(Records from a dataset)

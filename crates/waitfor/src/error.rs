//! Error types for the probing engine.
//!
//! Parse and bootstrap errors are fatal and stop a run before any network
//! I/O. Probe errors are always retryable; they only surface as the reason
//! attached to a verbose `down` line.

use std::io;
use std::time::Duration;

use thiserror::Error;

/// Errors raised while turning a raw descriptor into a [`crate::Target`]
#[derive(Debug, Clone, PartialEq, Eq, Error)]
pub enum TargetError {
    #[error("target is empty")]
    Empty,

    #[error("no scheme specified in {raw:?}")]
    MissingScheme { raw: String },

    #[error("unsupported scheme {scheme:?} in target {raw:?}")]
    UnsupportedScheme { raw: String, scheme: String },

    #[error("no host specified in {raw:?}")]
    MissingHost { raw: String },

    #[error("invalid target {raw:?}: must be in the format \"host:port\"")]
    MissingPort { raw: String },

    #[error("invalid target {raw:?}: {source}")]
    Malformed {
        raw: String,
        #[source]
        source: url::ParseError,
    },
}

/// Errors raised by a probe when the target shape does not fit its protocol
#[derive(Debug, Error)]
pub enum BootstrapError {
    #[error("invalid scheme for {probe} probe: {scheme}")]
    SchemeMismatch { probe: &'static str, scheme: String },

    #[error("no host specified for {probe} scheme")]
    MissingHost { probe: &'static str },

    #[error("{probe} targets cannot carry a path: {path:?}")]
    UnexpectedPath { probe: &'static str, path: String },

    #[error("no database name specified in the URL")]
    MissingDatabase,

    #[error("failed to build HTTP client: {0}")]
    HttpClient(#[source] reqwest::Error),

    #[error("invalid {engine} connection string: {source}")]
    ConnectOptions {
        engine: &'static str,
        #[source]
        source: sqlx::Error,
    },
}

/// A failed readiness check. Every variant is retryable.
#[derive(Debug, Error)]
pub enum ProbeError {
    #[error("{0}")]
    Io(#[from] io::Error),

    #[error("failed to resolve {address}: {source}")]
    Resolve {
        address: String,
        #[source]
        source: io::Error,
    },

    #[error("no {family} address found for {address}")]
    NoAddress { address: String, family: &'static str },

    #[error("no response within {0:?}")]
    TimedOut(Duration),

    #[error("received non-2xx status code: {0}")]
    Status(reqwest::StatusCode),

    #[error("{0}")]
    Transport(String),

    #[error("error opening {engine} connection: {message}")]
    Connect { engine: &'static str, message: String },

    #[error("error pinging {engine} database: {message}")]
    Ping { engine: &'static str, message: String },

    #[error("probe cancelled")]
    Cancelled,

    #[error("probe used before bootstrap")]
    NotBootstrapped,
}

/// Top-level error of a run
#[derive(Debug, Error)]
pub enum Error {
    #[error("no targets specified")]
    NoTargets,

    #[error("invalid run configuration: {0}")]
    InvalidConfig(&'static str),

    #[error("failed to parse target {raw:?}: {source}")]
    Parse {
        raw: String,
        #[source]
        source: TargetError,
    },

    #[error("no probe registered for scheme {scheme:?} (target: {target:?})")]
    Unregistered { scheme: String, target: String },

    #[error("failed to bootstrap configuration for target {target:?}: {source}")]
    Bootstrap {
        target: String,
        #[source]
        source: BootstrapError,
    },

    #[error("timeout reached while waiting for {target:?}")]
    TargetTimeout { target: String },

    #[error("target {target:?} failed: {source}")]
    Probe {
        target: String,
        #[source]
        source: ProbeError,
    },

    #[error("user requested early termination")]
    Interrupted,

    #[error("{timeout:?} timeout reached before all targets were up")]
    DeadlineExceeded { timeout: Duration },

    #[error("failed to start async runtime: {0}")]
    Runtime(#[source] io::Error),
}

impl Error {
    /// Whether the run was stopped before any probe touched the network
    pub fn is_configuration(&self) -> bool {
        matches!(
            self,
            Self::NoTargets
                | Self::InvalidConfig(_)
                | Self::Parse { .. }
                | Self::Unregistered { .. }
                | Self::Bootstrap { .. }
        )
    }
}

/// Walk an error's source chain and render its innermost cause
pub(crate) fn root_cause(err: &(dyn std::error::Error + 'static)) -> String {
    let mut current = err;
    while let Some(source) = current.source() {
        current = source;
    }
    current.to_string()
}

#[cfg(test)]
mod tests {
    use super::*;

    #[derive(Debug, Error)]
    #[error("outer")]
    struct Outer(#[source] Middle);

    #[derive(Debug, Error)]
    #[error("middle")]
    struct Middle(#[source] io::Error);

    #[test]
    fn test_root_cause_unwraps_nested_sources() {
        let err = Outer(Middle(io::Error::new(io::ErrorKind::ConnectionRefused, "root error")));
        assert_eq!(root_cause(&err), "root error");
    }

    #[test]
    fn test_root_cause_without_source() {
        let err = io::Error::other("root error");
        assert_eq!(root_cause(&err), "root error");
    }

    #[test]
    fn test_status_message() {
        let err = ProbeError::Status(reqwest::StatusCode::NOT_FOUND);
        assert_eq!(err.to_string(), "received non-2xx status code: 404 Not Found");
    }

    #[test]
    fn test_configuration_classification() {
        assert!(Error::NoTargets.is_configuration());
        assert!(
            Error::Parse { raw: "ftp://x:21".into(), source: TargetError::Empty }.is_configuration()
        );
        assert!(!Error::Interrupted.is_configuration());
        assert!(
            !Error::DeadlineExceeded { timeout: Duration::from_secs(1) }.is_configuration()
        );
    }

    #[test]
    fn test_deadline_message() {
        let err = Error::DeadlineExceeded { timeout: Duration::from_secs(10) };
        assert_eq!(err.to_string(), "10s timeout reached before all targets were up");
    }
}
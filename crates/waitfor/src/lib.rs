//! waitfor - concurrent multi-protocol readiness probing
//!
//! This library waits for a set of network targets to become ready before a
//! shared deadline. Every target is probed by its own task with a
//! protocol-specific readiness check, retried at a fixed interval.

pub mod error;
pub mod orchestrator;
pub mod probe;
pub mod registry;
pub mod report;
pub mod retry;
pub mod target;

// Re-export main types
pub use error::{BootstrapError, Error, ProbeError, TargetError};
pub use orchestrator::{Orchestrator, Outcome, Report, RunConfig, TargetReport};
pub use probe::Probe;
pub use report::{Observer, ProbeEvent, StdoutObserver};
pub use retry::{Attempt, Retry, RetryError};
pub use target::{Scheme, Target};

/// Result type of a whole run
pub type Result<T> = std::result::Result<T, Error>;

/// Default time to wait for every target before giving up
pub const DEFAULT_TIMEOUT: std::time::Duration = std::time::Duration::from_secs(10);

/// Default time between two attempts against the same target
pub const DEFAULT_INTERVAL: std::time::Duration = std::time::Duration::from_secs(1);
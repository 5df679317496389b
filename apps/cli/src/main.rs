//! `wait-for`: block until network services are ready.
//!
//! Exits with status 0 once every target is up, or prints `Error: <reason>`
//! and exits with status 1.

mod args;
mod config;

use std::process::ExitCode;

use anyhow::Result;
use clap::Parser;
use tokio_util::sync::CancellationToken;
use tracing::level_filters::LevelFilter;
use tracing::{debug, warn};
use waitfor::{Orchestrator, RunConfig};

use crate::args::Args;
use crate::config::FileConfig;

#[tokio::main]
async fn main() -> ExitCode {
    let args = Args::parse();

    match run(args).await {
        Ok(()) => ExitCode::SUCCESS,
        Err(err) => {
            eprintln!("Error: {err}");
            ExitCode::FAILURE
        }
    }
}

async fn run(args: Args) -> Result<()> {
    let file = FileConfig::from_config(args.config.as_deref())?;
    let config = config::merge(&args, file)?;
    logger::init_with_level(log_level(config.verbose));

    config.validate()?;
    println!("{}", banner(&config));

    let interrupt = CancellationToken::new();
    tokio::spawn(cancel_on_signal(interrupt.clone()));

    Orchestrator::new(config).with_interrupt(interrupt).run().await?;

    println!("All targets are up and responding.");
    Ok(())
}

/// Default level when `RUST_LOG` is unset
fn log_level(verbose: bool) -> LevelFilter {
    if verbose { LevelFilter::WARN } else { LevelFilter::ERROR }
}

fn banner(config: &RunConfig) -> String {
    let targets: Vec<String> = config.targets.iter().map(|t| format!("{t:?}")).collect();
    format!(
        "Waiting for targets: {} (timeout: {}, attempting every {})",
        targets.join(", "),
        humantime::format_duration(config.timeout),
        humantime::format_duration(config.interval),
    )
}

/// Cancel `token` on Ctrl-C or SIGTERM
async fn cancel_on_signal(token: CancellationToken) {
    #[cfg(unix)]
    let terminate = async {
        use tokio::signal::unix::{SignalKind, signal};
        match signal(SignalKind::terminate()) {
            Ok(mut sigterm) => {
                sigterm.recv().await;
            }
            Err(err) => {
                warn!(error = %err, "failed to install SIGTERM handler");
                std::future::pending::<()>().await;
            }
        }
    };
    #[cfg(not(unix))]
    let terminate = std::future::pending::<()>();

    tokio::pin!(terminate);

    tokio::select! {
        result = tokio::signal::ctrl_c() => {
            if let Err(err) = result {
                warn!(error = %err, "failed to listen for Ctrl-C");
                (&mut terminate).await;
            }
        }
        _ = &mut terminate => {}
    }

    debug!("termination signal received");
    token.cancel();
}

**Exercise prompt:**
Your response should be each line that includes the word "ProbeError", copied from the records.

**Output of the task:**
pub enum ProbeError {
        source: ProbeError,
        let err = ProbeError::Status(reqwest::StatusCode::NOT_FOUND);
pub use error::{BootstrapError, Error, ProbeError, TargetError};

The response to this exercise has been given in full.